Correspondence to: Prashant Nagpal, MD. Non-invasive Cardiovascular Imaging Program, Department of Radiology, Brigham and Women’s Hospital, Harvard Medical School, 75 Francis Street, Boston, MA 02115, USA. Email: drprashantnagpal@gmail.com.

Abstract: Pseudoaneurysm is defined as contained blood pooling due to rupture of vascular wall. They have higher risk of rupture and hence are usually managed aggressively. Trauma, infection and prior surgery are the most common etiologies for pseudoaneurysm of most sites. Traumatic cardiac pseudoaneurysm are rare and poses a diagnostic challenge to the treating physician since there is no specific symptoms associated with pseudoaneurysm and electrocardiogram; cardiac enzymes and echocardiogram may be unrevealing or inconclusive in many cases. Cross-sectional imaging [computed tomography (CT) and magnetic resonance imaging (MRI)] is done in cases with high index of suspicion and is the standard modality for diagnosis for cardiac pseudoaneurysm. We present a case of conservatively managed post-traumatic right atrial pseudoaneurysm with aim to highlight the role of electrocardiography (ECG)-gated multidetector computed tomography (MDCT) in diagnosis and follow-up of this rare entity that ultimately underwent rapid partial thrombosis.

Keywords: Right atrium; trauma; pseudoaneurysm; computed tomography (CT)


Submitted Dec 10, 2014. Accepted for publication Jan 05, 2015.

doi: 10.3978/j.issn.2223-3652.2015.01.04


Case report

A previously healthy 75-year-old unrestrained motor vehicle driver was brought to the Emergency Department following a motor vehicle accident with complains of chest, back and hip pain. On examination, multiple areas of superficial bruising and local tenderness on right chest and lower spine were noted. The respiratory and cardiac examination was unremarkable. Laboratory results revealed mildly elevated Troponin T and creatine kinase MB (CKMB) while electrocardiogram (ECG) showed sinus tachycardia without ST/T wave changes. An urgent bedside echocardiogram was also done for this patient along with Focussed Assessment Sonography for Trauma (FAST) due to mild elevation of cardiac enzymes. The echocardiogram was unremarkable with no wall motion abnormality or abnormal wall echogenicity. Given the suspicion of lung and cardiac injury, ECG-gated contrast enhanced computed tomography (CECT) was done. The CECT (Figure 1A-C) of chest revealed a focal contrast filled out pouching from the free wall of the right atrium (RA) (star, Figure 1A,B) consistent with pseudoaneurysm with adjacent right lung contusion (green arrow, Figure 1B,C). Additionally, tiny pneumomediastinum (orange arrow, Figure 1B,C), multiple rib, spine and pelvic fractures (not shown) were seen. In the absence of active contrast extravasation from the pseudoaneurysm and with other bony injuries that required immediate attention, patient was conservatively managed with respect to the standpoint of cardiac pseudoaneurysm. Early interval follow up was obtained by ECG-gated CECT (Figure 1D-F, Figure 2) (1) on day 2 that revealed partial peripheral thrombosis (Figure 1D-F) of the right atrial pseudoaneurysm (star, Figure 1D,E). 3D volume-rendered reconstructed computed tomography (CT) image (Figures 3,4) (2) provided excellent demonstration of the relationship of partially thrombosed (red arrow, Figure 1F) pseudoaneurysm (star, Figure 1F) with adjacent structures.

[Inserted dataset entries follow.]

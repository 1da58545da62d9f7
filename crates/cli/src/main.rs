//! usbwatch CLI
//!
//! Watches USB device insertions and removals from the command line,
//! and can open a bulk transfer channel to a single device for a quick
//! probe.

mod config;
mod logging;

use anyhow::{Context, Result, anyhow};
use clap::Parser;
use config::WatchConfig;
use tokio::signal;
use tracing::{error, info, warn};
use usbwatch::{
    ChannelEvent, ChannelOptions, DeviceIdentity, Direction, HostDriver, LibusbDriver,
    MonitorConfig, PresenceEvent, TransferChannel, spawn_monitor,
};

#[derive(Parser, Debug)]
#[command(name = "usbwatch")]
#[command(
    author,
    version,
    about = "Watch USB device insertions and removals"
)]
#[command(long_about = "
Tracks which USB devices are attached to the host and reports
insertions and removals, using hotplug events where the platform
supports them and falling back to periodic enumeration otherwise.

EXAMPLES:
    # Watch all insertions and removals
    usbwatch

    # Watch for a specific device
    usbwatch --watch 0x0483:0x3748

    # List attached devices and exit
    usbwatch --list-devices

    # Open a bulk channel to a device and send two bytes
    usbwatch --probe 0x0483:0x3748 --send f180

CONFIGURATION:
    The watcher looks for configuration files in the following order:
    1. Path specified with --config
    2. ~/.config/usbwatch/config.toml
    3. /etc/usbwatch/config.toml
    4. Built-in defaults
")]
struct Args {
    /// Path to configuration file
    #[arg(short, long, value_name = "PATH")]
    config: Option<std::path::PathBuf>,

    /// Save default configuration to default location and exit
    #[arg(long)]
    save_config: bool,

    /// List attached USB devices and exit
    #[arg(long)]
    list_devices: bool,

    /// Watch this identity (VID:PID), in addition to the config file
    /// watch list; may be repeated
    #[arg(short, long, value_name = "VID:PID")]
    watch: Vec<String>,

    /// Open a bulk transfer channel to this device (VID:PID), report
    /// what it sends back, and exit
    #[arg(long, value_name = "VID:PID")]
    probe: Option<String>,

    /// Hex payload to write on the probe channel (e.g. "f180")
    #[arg(long, value_name = "HEX", requires = "probe")]
    send: Option<String>,

    /// Log level (trace, debug, info, warn, error)
    #[arg(short, long, value_name = "LEVEL")]
    log_level: Option<String>,
}

#[tokio::main]
async fn main() -> Result<()> {
    let args = Args::parse();

    // Handle --save-config flag early (before loading config)
    if args.save_config {
        let config = WatchConfig::default();
        let path = WatchConfig::default_path();
        config.save(&path).context("Failed to save configuration")?;
        println!("Configuration saved to: {}", path.display());
        return Ok(());
    }

    // Load configuration first (to get log level from config if not specified)
    let config = if let Some(ref path) = args.config {
        WatchConfig::load(Some(path.clone())).context("Failed to load configuration")?
    } else {
        WatchConfig::load_or_default()
    };

    let log_level = args
        .log_level
        .as_deref()
        .unwrap_or(&config.monitor.log_level);

    logging::init(log_level)?;

    info!("usbwatch v{}", env!("CARGO_PKG_VERSION"));

    if let Some(ref target) = args.probe {
        let identity: DeviceIdentity = target.parse().map_err(|e: String| anyhow!(e))?;
        return probe_mode(&config, identity, args.send.as_deref()).await;
    }

    // Merge CLI watches into the configured watch list
    let mut watch = config.watch_identities()?;
    for entry in &args.watch {
        let identity: DeviceIdentity = entry.parse().map_err(|e: String| anyhow!(e))?;
        if !watch.contains(&identity) {
            watch.push(identity);
        }
    }

    let driver = LibusbDriver::new().context("Failed to initialize USB subsystem")?;
    let (handle, worker) = spawn_monitor(
        driver,
        MonitorConfig {
            poll_interval: config.poll_interval(),
            watch,
        },
    )
    .context("Failed to start USB monitor")?;

    let result = if args.list_devices {
        list_devices_mode(&handle).await
    } else {
        watch_mode(&handle).await
    };

    info!("Shutting down USB monitor...");
    if let Err(e) = handle.shutdown().await {
        error!("Error shutting down USB monitor: {:#}", e);
    }
    if let Err(e) = worker.join() {
        error!("USB monitor thread panicked: {:?}", e);
    }

    result
}

/// List attached devices and exit
async fn list_devices_mode(handle: &usbwatch::MonitorHandle) -> Result<()> {
    let devices = handle
        .list_devices()
        .await
        .context("Failed to query device list")?;

    if devices.is_empty() {
        println!("No USB devices found.");
    } else {
        println!("Found {} USB device(s):", devices.len());
        for device in devices {
            println!("  {}", device);
        }
    }

    Ok(())
}

/// Report insertions and removals until Ctrl+C
async fn watch_mode(handle: &usbwatch::MonitorHandle) -> Result<()> {
    let devices = handle
        .list_devices()
        .await
        .context("Failed to query device list")?;
    println!("{} device(s) attached. Watching, press Ctrl+C to stop.", devices.len());

    let absent = handle.absent_watched().await?;
    for identity in &absent {
        println!("waiting for {}", identity);
    }

    loop {
        tokio::select! {
            event = handle.recv_event() => {
                match event {
                    Ok(PresenceEvent::Inserted(devices)) => {
                        for identity in devices {
                            println!("+ {}", identity);
                        }
                    }
                    Ok(PresenceEvent::Removed(devices)) => {
                        for identity in devices {
                            println!("- {}", identity);
                        }
                    }
                    Err(e) => {
                        error!("Monitor stopped unexpectedly: {:#}", e);
                        return Err(e.into());
                    }
                }
            }
            result = signal::ctrl_c() => {
                result.context("Error waiting for Ctrl+C")?;
                info!("Received Ctrl+C, shutting down gracefully...");
                return Ok(());
            }
        }
    }
}

/// Open a bulk channel to one device, optionally write a payload, and
/// print whatever arrives for a short window.
async fn probe_mode(
    config: &WatchConfig,
    identity: DeviceIdentity,
    payload: Option<&str>,
) -> Result<()> {
    let payload = payload.map(config::parse_hex_payload).transpose()?;

    let driver = LibusbDriver::new().context("Failed to initialize USB subsystem")?;
    let endpoints = driver
        .open_endpoints(
            identity,
            &config.probe_device_config(),
            config.probe_endpoints()?,
            Direction::ReadWrite,
        )
        .with_context(|| format!("Failed to open {}", identity))?;

    let (mut channel, events) = TransferChannel::new();
    channel
        .open(endpoints, ChannelOptions::default())
        .context("Failed to open transfer channel")?;
    println!("Opened bulk channel to {}", identity);

    if let Some(bytes) = payload {
        let accepted = channel
            .write(&bytes)
            .with_context(|| format!("Failed to write {} bytes", bytes.len()))?;
        println!("Wrote {} byte(s)", accepted);
    }

    // Collect responses until the device goes quiet
    let mut total = 0usize;
    while let Ok(event) = tokio::time::timeout(std::time::Duration::from_secs(1), events.recv()).await {
        match event {
            Ok(ChannelEvent::ReadyToRead) => {
                let data = channel.read().context("Failed to drain channel buffer")?;
                total += data.len();
                let hex: Vec<String> = data.iter().map(|b| format!("{:02x}", b)).collect();
                println!("Read {} byte(s): {}", data.len(), hex.join(" "));
            }
            Ok(ChannelEvent::WriteComplete(_)) => {}
            Err(e) => {
                warn!("Channel event stream closed: {}", e);
                break;
            }
        }
    }

    if total == 0 {
        println!("No data received.");
    }

    channel.close();
    Ok(())
}
//! Error types
//!
//! One taxonomy for the whole crate. Only driver-context startup is
//! fatal; per-device and per-transfer failures stay local to the
//! operation that hit them.

use crate::types::DeviceIdentity;
use thiserror::Error;

#[derive(Debug, Error)]
pub enum Error {
    /// Driver context could not start. Fatal: no tracker or channel
    /// is usable after this.
    #[error("driver initialization failed: {0}")]
    Init(String),

    /// Open or enumerate failed for one specific device. Local;
    /// other devices are unaffected.
    #[error("device {identity} unavailable: {reason}")]
    DeviceUnavailable {
        identity: DeviceIdentity,
        reason: String,
    },

    /// The device's endpoints are already owned by another session.
    #[error("device {0} is busy or already open")]
    Busy(DeviceIdentity),

    /// A single read or write failed. The session stays open.
    #[error("transfer failed: {0}")]
    Transfer(String),

    /// Operation rejected synchronously because the session or
    /// tracker is not in a state that allows it. No side effects.
    #[error("invalid state: {0}")]
    InvalidState(&'static str),

    /// Bridge channel to the worker thread broke down.
    #[error("channel error: {0}")]
    Channel(String),
}

pub type Result<T> = std::result::Result<T, Error>;

#[cfg(test)]
mod tests {
    use super::*;

    #[test]
    fn test_error_display() {
        let err = Error::DeviceUnavailable {
            identity: DeviceIdentity::new(0x0483, 0x3748),
            reason: "no such device".to_string(),
        };
        let msg = format!("{}", err);
        assert!(msg.contains("0483:3748"));
        assert!(msg.contains("no such device"));
    }

    #[test]
    fn test_invalid_state_display() {
        let err = Error::InvalidState("session is closed");
        assert!(format!("{}", err).contains("session is closed"));
    }
}
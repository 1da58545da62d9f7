//! USB device presence tracking and bulk transfer channels
//!
//! This crate watches which USB devices are attached to the host and
//! notifies a subscriber once per insertion or removal, using libusb
//! hotplug events when the platform supports them and a fixed-interval
//! enumeration poll otherwise. It also provides a buffered,
//! non-blocking bulk read/write channel to a single opened device.
//!
//! The USB side runs on a dedicated worker thread; async callers talk
//! to it through a channel bridge (see [`monitor`]).

pub mod channel;
pub mod driver;
pub mod error;
pub mod libusb;
pub mod monitor;
pub mod test_utils;
pub mod tracker;
pub mod types;

pub use channel::{ChannelEvent, ChannelOptions, TransferChannel};
pub use driver::{BulkEndpoints, BusEvent, HostDriver};
pub use error::{Error, Result};
pub use libusb::LibusbDriver;
pub use monitor::{MonitorConfig, MonitorHandle, spawn_monitor};
pub use tracker::{PresenceEvent, PresenceTracker};
pub use types::{DeviceConfig, DeviceIdentity, Direction, EndpointPair};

Figure 1 Initial computed tomography (CT), axial (A) and coronal (B) mediastinal window contrast enhanced computed tomography (CECT) images show a focal contrast filled outpouching (star) arising from the free wall of right atrium consistent with a pseudoaneurysm. Coronal lung window image (C) shows pneumomediastinum (orange arrow) and opacity (green arrow) in right upper lobe adjacent to pseudoaneurysm in accordance with associated contusion related lung injury. Follow up CECT on day 2, axial (D), MIP coronal mediastinal (E) and lung (F) window CECT images show partial peripheral thrombosis (red arrow) of the pseudoaneurysm (star).
Figure 2 Axial contrast enhanced ECG-gated CT images obtained two days after the presentation showing persistent right atrial pseudoaneurysm (arrow) with thrombus in its periphery (1). Available online: http://www.asvide.com/articles/472
Figure 3 3D volume-rendered reconstructed CT image shows the relation of partially thrombosed (red arrow) pseudoaneurysm with adjacent structures. Abbreviations: RA, Right atrium; AA, Ascending aorta; MPA, Main pulmonary artery; LA, Left atrium; SVC, Superior vena cava; RV, Right ventricle; CT, computed tomography.
Figure 4 3D-Volume rendered images showing relationship of the pseudoaneurysm (arrow) and the thrombus with the adjacent cardiovascular structures (2). Available online: http://www.asvide.com/articles/473

Discussion

Right atrial pseudoaneurysm is an extremely rare manifestation of blunt injury to the chest. In patients with blunt injury to chest, there may be injury to cardiac chambers in approximately 0.3-0.5% of cases (3). Amongst the cardiac chambers, right atrium is involved in approximately 40% of patients with blunt cardiac injury, due to its thin wall and anterior location (4). Fortunately, the atrial rupture is less devastating as compared to typical fatal course of ventricular rupture. Unlike patients with left ventricular (LV) pseudoaneurysm that may have diffuse ST segment elevation in 20% cases, ECG is non-contributory in patients with atrial pseudoaneurysm (5). Electrocardiography (ECG)-gated MDCT is an extremely useful imaging tool for evaluating the cardiac chambers post trauma especially since transthoracic echocardiogram may be unrevealing. Transthoracic echocardiogram could not identify the pseudoaneurysm in our case due to its location. In addition to morphological information, CT images can also be post-processed to evaluate hemodynamic parameters like dynamic pressure and wall shear stress within vascular structures by using computational fluid dynamics technique (6). These hemodynamic parameters can guide further treatment in these patients.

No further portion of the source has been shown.